Esta es una historia triste; o debería serlo
porque es una despedida. La vuelta a casa mil veces deseada y otras tantas
aplazada, parece imponerse ahora sin remedio. Es, en realidad, una retirada y,
como todas, está teñida de frustración y de fracaso que se huelen en el fondo,
inútilmente recubiertas de un optimismo imprescindible. Algunos paisajes,
algunas enseñanzas, dos o tres almas, forman esa cobertura dulzona; las
frustraciones y fracasos son banales, vulgares, y por ello innecesaria su
disección.
Las cajas ya están cerradas y, mientras se llena
la última maleta, uno se pregunta qué hacer con todas esas risas y canciones
que has dejado por las paredes. Será mejor dejarlas ahí para que se las
encuentre el próximo inquilino y sienta ese bienestar inexplicable que algunas
casas desprenden desde el primer momento. Será mejor reservar los últimos
huecos en la maleta para la miseria de Van[1],
las historias inhumanas de Soma[2]
y las ansias de libertad de esos jóvenes cuya valentía ridiculiza, por
contraste, a este ser cobarde.
Será mejor, ya puestos, sacar un par de jerséis y esas estúpidas gafas de sol mías y dejar que ocupe su lugar la vitalidad de
esa mujer aplastada que, aun así, se levanta cantando y se acuesta bailando con
una sonrisa que tampoco acierta a esconder la frustración ni el fracaso.

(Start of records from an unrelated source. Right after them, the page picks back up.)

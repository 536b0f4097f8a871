//! Type descriptor builder
//!
//! Inspects a (source, destination) record pair once and emits the ordered
//! field plan the tree walker follows. Nested records are planned through the
//! [`DescriptorCache`] so each pair is built at most once.
//!
//! A nested record plan is a [`RecordLink`] naming its pair rather than an
//! embedded descriptor. A record that (indirectly) contains itself therefore
//! links back to the single published descriptor of its pair, and every
//! published plan is the same whichever pair was requested first.
//!
//! # Classification
//!
//! A destination field is classified by its declared shape (indirection
//! stripped), first match wins:
//!
//! 1. [`MediaId`](crate::MediaId) -> `SingleReference`
//! 2. [`MediaIds`](crate::MediaIds) -> `ReferenceList`
//! 3. [`RichText`](crate::RichText) -> `RichMarkup`
//! 4. sequence -> `Sequence` (element classified recursively)
//! 5. mapping -> `KeyedMapping` (value classified recursively, key copied)
//! 6. record -> `NestedRecord`
//! 7. anything else -> `Scalar`
//!
//! A composite destination whose source is not the same composite degrades
//! to `Scalar`; the scalar copy then fails and the field keeps its default.

use crate::cache::DescriptorCache;
use crate::shape::{MarkerKind, RecordType, Shape, Typed};
use std::any::TypeId;
use std::collections::HashMap;
use std::fmt;
use std::sync::Arc;

/// Cache key: identity of a (source record, destination record) pair
#[derive(Debug, Clone, Copy, PartialEq, Eq, Hash)]
pub struct ShapePair {
    /// Source record type
    pub source: TypeId,
    /// Destination record type
    pub destination: TypeId,
}

impl ShapePair {
    /// Pair for two record types
    #[inline]
    #[must_use]
    pub fn new(source: &RecordType, destination: &RecordType) -> Self {
        Self {
            source: source.id(),
            destination: destination.id(),
        }
    }
}

/// Reference from a plan to the descriptor of a nested record pair
///
/// Resolved through the [`DescriptorCache`] when walked.
#[derive(Clone, Copy, PartialEq)]
pub struct RecordLink {
    source: RecordType,
    destination: RecordType,
}

impl RecordLink {
    /// Link for two record types
    #[inline]
    #[must_use]
    pub fn new(source: RecordType, destination: RecordType) -> Self {
        Self {
            source,
            destination,
        }
    }

    /// Link for two declared shapes; `None` unless both are records
    #[must_use]
    pub fn between(source: &Shape, destination: &Shape) -> Option<Self> {
        Some(Self::new(*source.as_record()?, *destination.as_record()?))
    }

    /// Link for `S -> D`; `None` unless both are records
    #[must_use]
    pub fn of<S: Typed, D: Typed>() -> Option<Self> {
        Self::between(&S::shape(), &D::shape())
    }

    /// Cache key of the linked pair
    #[inline]
    #[must_use]
    pub fn pair(&self) -> ShapePair {
        ShapePair::new(&self.source, &self.destination)
    }

    /// Source record type
    #[inline]
    #[must_use]
    pub fn source(&self) -> &RecordType {
        &self.source
    }

    /// Destination record type
    #[inline]
    #[must_use]
    pub fn destination(&self) -> &RecordType {
        &self.destination
    }
}

impl fmt::Debug for RecordLink {
    fn fmt(&self, f: &mut fmt::Formatter<'_>) -> fmt::Result {
        write!(f, "{} -> {}", self.source.name(), self.destination.name())
    }
}

/// Transformation role of a field
#[derive(Debug, Clone, Copy, PartialEq, Eq, Hash)]
pub enum Kind {
    /// Copied or converted verbatim
    Scalar,
    /// One media identifier
    SingleReference,
    /// List of media identifiers
    ReferenceList,
    /// Markup with embedded identifiers
    RichMarkup,
    /// Sequence walked element by element
    Sequence,
    /// Mapping walked value by value
    KeyedMapping,
    /// Nested record walked field by field
    NestedRecord,
}

/// Recursive plan for one value
#[derive(Debug, Clone, PartialEq)]
pub enum ValuePlan {
    /// Scalar copy
    Scalar,
    /// Identifier copy, then URL substitution
    SingleReference,
    /// Identifier list copy, then per-element URL substitution
    ReferenceList,
    /// Markup copy, then attribute rewrite
    RichMarkup,
    /// Element plan
    Sequence(Box<ValuePlan>),
    /// Mapping with a copied key and a planned value
    KeyedMapping {
        /// Declared key shape, copied verbatim
        key: Shape,
        /// Value plan
        value: Box<ValuePlan>,
    },
    /// Nested record, walked with the linked pair's descriptor
    NestedRecord(RecordLink),
}

impl ValuePlan {
    /// Kind at this level
    #[must_use]
    pub fn kind(&self) -> Kind {
        match self {
            Self::Scalar => Kind::Scalar,
            Self::SingleReference => Kind::SingleReference,
            Self::ReferenceList => Kind::ReferenceList,
            Self::RichMarkup => Kind::RichMarkup,
            Self::Sequence(_) => Kind::Sequence,
            Self::KeyedMapping { .. } => Kind::KeyedMapping,
            Self::NestedRecord(_) => Kind::NestedRecord,
        }
    }

    /// Nested record link, if this plan (or its element/value plan) walks a record
    #[must_use]
    pub fn nested_record(&self) -> Option<&RecordLink> {
        match self {
            Self::NestedRecord(link) => Some(link),
            Self::Sequence(element) => element.nested_record(),
            Self::KeyedMapping { value, .. } => value.nested_record(),
            _ => None,
        }
    }
}

/// One matched field
#[derive(Debug, Clone, PartialEq)]
pub struct FieldPlan {
    /// Field index in the source record
    pub source_index: usize,
    /// Field index in the destination record
    pub destination_index: usize,
    /// Declared name shared by both fields
    pub name: &'static str,
    /// How the value is transformed
    pub plan: ValuePlan,
}

impl FieldPlan {
    /// Transformation kind
    #[inline]
    #[must_use]
    pub fn kind(&self) -> Kind {
        self.plan.kind()
    }
}

/// Ordered field plan for one record pair
///
/// Immutable once published; shared read-only through `Arc`.
#[derive(Debug, Clone, Default, PartialEq)]
pub struct TypeDescriptor {
    source: &'static str,
    destination: &'static str,
    fields: Vec<FieldPlan>,
}

impl TypeDescriptor {
    /// Descriptor with no fields (non-record pairs)
    #[inline]
    #[must_use]
    pub fn empty() -> Self {
        Self::default()
    }

    /// Matched fields, in destination declaration order
    #[inline]
    #[must_use]
    pub fn fields(&self) -> &[FieldPlan] {
        &self.fields
    }

    /// Plan for a field by name
    #[must_use]
    pub fn field(&self, name: &str) -> Option<&FieldPlan> {
        self.fields.iter().find(|field| field.name == name)
    }

    /// Whether the walk is a no-op
    #[inline]
    #[must_use]
    pub fn is_empty(&self) -> bool {
        self.fields.is_empty()
    }

    /// Source record name
    #[inline]
    #[must_use]
    pub fn source_name(&self) -> &'static str {
        self.source
    }

    /// Destination record name
    #[inline]
    #[must_use]
    pub fn destination_name(&self) -> &'static str {
        self.destination
    }
}

/// Single get-or-build pass over a shape pair and everything nested in it
pub(crate) struct DescriptorBuilder<'c> {
    cache: &'c DescriptorCache,
    in_progress: Vec<ShapePair>,
}

impl<'c> DescriptorBuilder<'c> {
    pub(crate) fn new(cache: &'c DescriptorCache) -> Self {
        Self {
            cache,
            in_progress: Vec::new(),
        }
    }

    /// Descriptor for two declared shapes; empty unless both are records
    pub(crate) fn descriptor(&mut self, source: &Shape, destination: &Shape) -> Arc<TypeDescriptor> {
        match (source.as_record(), destination.as_record()) {
            (Some(source), Some(destination)) => self.record_descriptor(source, destination),
            _ => self.cache.empty(),
        }
    }

    pub(crate) fn record_descriptor(
        &mut self,
        source: &RecordType,
        destination: &RecordType,
    ) -> Arc<TypeDescriptor> {
        let pair = ShapePair::new(source, destination);
        if let Some(published) = self.cache.lookup(&pair) {
            return published;
        }

        self.in_progress.push(pair);
        let descriptor = self.build(source, destination);
        self.in_progress.pop();

        self.cache.publish(pair, descriptor)
    }

    /// Link to a nested pair, building and publishing it unless it is
    /// already being built further up this pass
    fn link(&mut self, source: &RecordType, destination: &RecordType) -> RecordLink {
        let link = RecordLink::new(*source, *destination);
        if self.in_progress.contains(&link.pair()) {
            tracing::trace!(
                source = source.name(),
                destination = destination.name(),
                "recursive record pair linked back"
            );
        } else {
            self.record_descriptor(source, destination);
        }
        link
    }

    fn build(&mut self, source: &RecordType, destination: &RecordType) -> TypeDescriptor {
        let source_fields = source.fields();
        let by_name: HashMap<&str, (usize, &Shape)> = source_fields
            .iter()
            .enumerate()
            .map(|(index, field)| (field.name, (index, &field.shape)))
            .collect();

        let destination_fields = destination.fields();
        let mut fields = Vec::with_capacity(destination_fields.len());
        for (destination_index, field) in destination_fields.iter().enumerate() {
            let Some(&(source_index, source_shape)) = by_name.get(field.name) else {
                continue;
            };
            fields.push(FieldPlan {
                source_index,
                destination_index,
                name: field.name,
                plan: self.classify(source_shape, &field.shape),
            });
        }

        tracing::trace!(
            source = source.name(),
            destination = destination.name(),
            matched = fields.len(),
            "built type descriptor"
        );

        TypeDescriptor {
            source: source.name(),
            destination: destination.name(),
            fields,
        }
    }

    fn classify(&mut self, source: &Shape, destination: &Shape) -> ValuePlan {
        let source = source.strip();
        match destination.strip() {
            Shape::Marker(MarkerKind::SingleReference) => ValuePlan::SingleReference,
            Shape::Marker(MarkerKind::ReferenceList) => ValuePlan::ReferenceList,
            Shape::Marker(MarkerKind::RichMarkup) => ValuePlan::RichMarkup,
            Shape::Sequence(element) => match source {
                Shape::Sequence(source_element) => {
                    ValuePlan::Sequence(Box::new(self.classify(source_element, element)))
                }
                _ => ValuePlan::Scalar,
            },
            Shape::Mapping { key, value } => match source {
                Shape::Mapping {
                    value: source_value,
                    ..
                } => ValuePlan::KeyedMapping {
                    key: (**key).clone(),
                    value: Box::new(self.classify(source_value, value)),
                },
                _ => ValuePlan::Scalar,
            },
            Shape::Record(record) => match source {
                Shape::Record(source_record) => {
                    ValuePlan::NestedRecord(self.link(source_record, record))
                }
                _ => ValuePlan::Scalar,
            },
            Shape::Scalar(_) | Shape::Opaque(_) | Shape::Indirect(_) => ValuePlan::Scalar,
        }
    }
}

Será mejor llevarse todo eso y sacarlo enseguida
al llegar a casa y ponérselo inmediatamente, antes de que la nueva temporada de
Zara consiga que uno arrincone ese equipaje tan valioso, tan frágil, tan
efímero.
[1] La
ciudad de Van, situada al este de Turquía, sufrió en 2011 un terremoto de 7.2
grados en la escala Richter. Algunos de los damnificados siguen viviendo en condiciones
pésimas.
[2] El
accidente en la mina de Soma, en 2014, puso de manifiesto el trato infrahumano
al que estaban sometidos sus trabajadores.